At the beginning of the 1960s, the Chief worked out of his home. The department also had one drawer in the municipal judge's desk in the old town hall, formerly located further east on Crawfords Corner Road. At that time, the township had a population of 3,000 and the department's budget was $3,000. The officers drove their own cars, equipped with sirens and portable red lights, and their summons books were suitable for both Holmdel and Colts Neck, then known as Atlantic Township.

From the outset, Kenneth Hopper, because of his knowledge of communications, became involved with upgrading the radio communications system. When the new town hall was built in 1980, he also designed and installed much of the elaborate, present-day communications system.

First Anniversary

By the time the department celebrated its first anniversary in 1967 as a full-time department, it had grown to a complement of four full-time officers and three special officers, plus a german shepherd police dog, named Nemo, who served as "back-up" for one-man night patrols.
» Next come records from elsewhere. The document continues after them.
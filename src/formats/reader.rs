use anyhow::Result;
use arrow::datatypes::SchemaRef;
use arrow::record_batch::RecordBatch;
use async_trait::async_trait;
use aws_sdk_s3::Client as S3Client;
use std::sync::Arc;
use tokio::sync::OnceCell;

use super::parquet::GenericParquetReader;
use crate::io::s3_client::s3_client;
use crate::io::{LocalFileByteReader, S3ByteReader, S3ConnectArgs, SourceUri};

/// Metadata about an opened data file
#[derive(Debug, Clone, PartialEq, Eq)]
pub struct FileMetadata {
    pub file_size_bytes: u64,
    pub num_rows: u64,
    pub num_row_groups: usize,
}

/// Trait for reading columnar files from any source
#[async_trait]
pub trait FileReader: Send + Sync {
    /// Schema embedded in the file, in declared column order
    fn schema(&self) -> SchemaRef;

    /// Get metadata about the file
    fn metadata(&self) -> FileMetadata;

    /// Read rows from the start of the file, at most `limit` when given
    async fn read_rows(&self, limit: Option<usize>) -> Result<Vec<RecordBatch>>;
}

/// Factory for creating FileReader instances based on URI
///
/// The S3 client is only built the first time an S3 source is opened, so
/// local files never touch the AWS configuration chain.
pub struct ReaderFactory {
    s3_args: S3ConnectArgs,
    s3_client: OnceCell<Arc<S3Client>>,
}

impl ReaderFactory {
    /// Create a new ReaderFactory
    pub fn new(s3_args: S3ConnectArgs) -> Self {
        Self {
            s3_args,
            s3_client: OnceCell::new(),
        }
    }

    async fn s3_client(&self) -> Arc<S3Client> {
        let client = self
            .s3_client
            .get_or_init(|| async { Arc::new(s3_client(&self.s3_args).await) })
            .await;
        Arc::clone(client)
    }

    /// Create a FileReader based on source URI
    pub async fn create_reader(&self, source_uri: &SourceUri) -> Result<Arc<dyn FileReader>> {
        match source_uri {
            SourceUri::Local(path) => {
                let byte_reader = LocalFileByteReader::new(path);
                let reader = GenericParquetReader::new(byte_reader).await?;
                Ok(Arc::new(reader) as Arc<dyn FileReader>)
            }

            SourceUri::S3 { bucket, key } => {
                let byte_reader = S3ByteReader::new(
                    self.s3_client().await,
                    self.s3_args.endpoint().to_string(),
                    bucket.clone(),
                    key.clone(),
                );
                let reader = GenericParquetReader::new(byte_reader).await?;
                Ok(Arc::new(reader) as Arc<dyn FileReader>)
            }
        }
    }
}
//! High-level runner API for the schema tools.
//!
//! This module hides source parsing, S3 client setup and Parquet decoding
//! behind two calls, one per tool. It is the primary API for the CLI.

use anyhow::{Context, Result};
use arrow::record_batch::RecordBatch;
use arrow::util::pretty::pretty_format_batches;
use tracing::info;

use crate::formats::ReaderFactory;
use crate::io::SourceUri;
use crate::schema::{generate_ddl, table_name_from_source};

pub use crate::error::{SourceError, SourceErrorKind, source_error_kind};
pub use crate::formats::FileMetadata;
pub use crate::io::{S3ConnectArgs, S3ConnectArgsBuilder};
pub use crate::schema::{ColumnDescriptor, Dialect, SqlType, TableSchema};

/// Arguments for printing a CREATE TABLE statement
#[derive(Debug, Clone)]
pub struct DdlArgs {
    /// Local path, file:// URI or s3://bucket/key
    pub source_uri: String,
    /// Overrides the table name derived from the file name
    pub table: Option<String>,
    pub dialect: Dialect,
    /// Only used when the source is an S3 URI
    pub s3: S3ConnectArgs,
}

/// Arguments for listing the column types of a file
#[derive(Debug, Clone)]
pub struct InspectArgs {
    pub source_uri: String,
    /// Also read this many rows from the start of the file
    pub head: Option<usize>,
    pub s3: S3ConnectArgs,
}

/// Everything the inspector learned about a file
#[derive(Debug)]
pub struct Inspection {
    pub schema: TableSchema,
    pub metadata: FileMetadata,
    pub head: Option<Vec<RecordBatch>>,
}

impl Inspection {
    /// Text printed by the inspector: the type listing, then the rows if any
    ///
    /// The rows are preceded by a line saying how much of the file they cover.
    pub fn render(&self) -> Result<String> {
        let mut out = self.schema.type_listing();

        if let Some(ref batches) = self.head {
            let shown: usize = batches.iter().map(RecordBatch::num_rows).sum();
            let table = pretty_format_batches(batches).context("Failed to format rows")?;
            out.push_str("\n\n");
            out.push_str(&format!(
                "Showing {} of {} rows ({} row groups, {} bytes)\n",
                shown,
                self.metadata.num_rows,
                self.metadata.num_row_groups,
                self.metadata.file_size_bytes
            ));
            out.push_str(&table.to_string());
        }

        Ok(out)
    }
}

/// Read a file's schema and build its CREATE TABLE statement
///
/// # Example
///
/// ```no_run
/// use parquet_ddl::runner::{DdlArgs, Dialect, S3ConnectArgsBuilder, run_ddl};
///
/// # async fn example() -> anyhow::Result<()> {
/// let args = DdlArgs {
///     source_uri: "flights/flights.parquet".to_string(),
///     table: None,
///     dialect: Dialect::Native,
///     s3: S3ConnectArgsBuilder::default().build()?,
/// };
///
/// println!("{}", run_ddl(args).await?);
/// # Ok(())
/// # }
/// ```
pub async fn run_ddl(args: DdlArgs) -> Result<String> {
    let source = SourceUri::parse(&args.source_uri)?;

    // Fail on a bad name before touching the source
    let table_name = match args.table {
        Some(table) => table,
        None => table_name_from_source(&source)?,
    };

    let factory = ReaderFactory::new(args.s3);
    let reader = factory
        .create_reader(&source)
        .await
        .with_context(|| format!("Failed to open {}", source))?;

    let schema = TableSchema::from(&*reader.schema());
    info!(table = %table_name, columns = schema.len(), "Generating DDL");

    Ok(generate_ddl(&table_name, &schema, args.dialect))
}

/// Read a file's schema, and optionally its first rows
pub async fn run_inspect(args: InspectArgs) -> Result<Inspection> {
    let source = SourceUri::parse(&args.source_uri)?;

    let factory = ReaderFactory::new(args.s3);
    let reader = factory
        .create_reader(&source)
        .await
        .with_context(|| format!("Failed to open {}", source))?;

    let schema = TableSchema::from(&*reader.schema());
    let metadata = reader.metadata();

    let head = match args.head {
        Some(limit) => Some(
            reader
                .read_rows(Some(limit))
                .await
                .with_context(|| format!("Failed to read rows from {}", source))?,
        ),
        None => None,
    };

    Ok(Inspection {
        schema,
        metadata,
        head,
    })
}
The additional officers included Bruce Phillips and John Brady, who were appointed in 1965 as the department's first full-time patrolmen. The first police car, a 1965 Ford was also acquired that year. In 1966, Bill Truex was hired as the third patrolman, and the third special officer was William Ryder. Bruce Phillips was later promoted to sergeant and in 1971 succeeded his father, Joseph, as Police Chief.

Growth Over Decades

Over the years, the department has been housed in various facilities. From the judge's desk drawer, it moved to a basement room in the old Town Hall, then on to the Road Department garage, and finally, in 1981, to its present state-of-the-art quarters in Town Hall.

In 1968, two more officers joined the force, Dominic Cavallaro and Thomas Durdack. A second police car was acquired.

Major cases in the earlier years included a double homicide on Longstreet (Roberts Road) in 1972, which was reported on the front page of the New York Daily News; a murder at Bayshore Community Hospital, also in 1972, and in the late 1970s, a million-dollar residential robbery.

Since the early 1960s, when the fledgling department patrolled the township's 18 square miles, the population has grown to approximately 16,000. Complaints, which in 1965 numbered 540, in 2000 swelled to 21,505.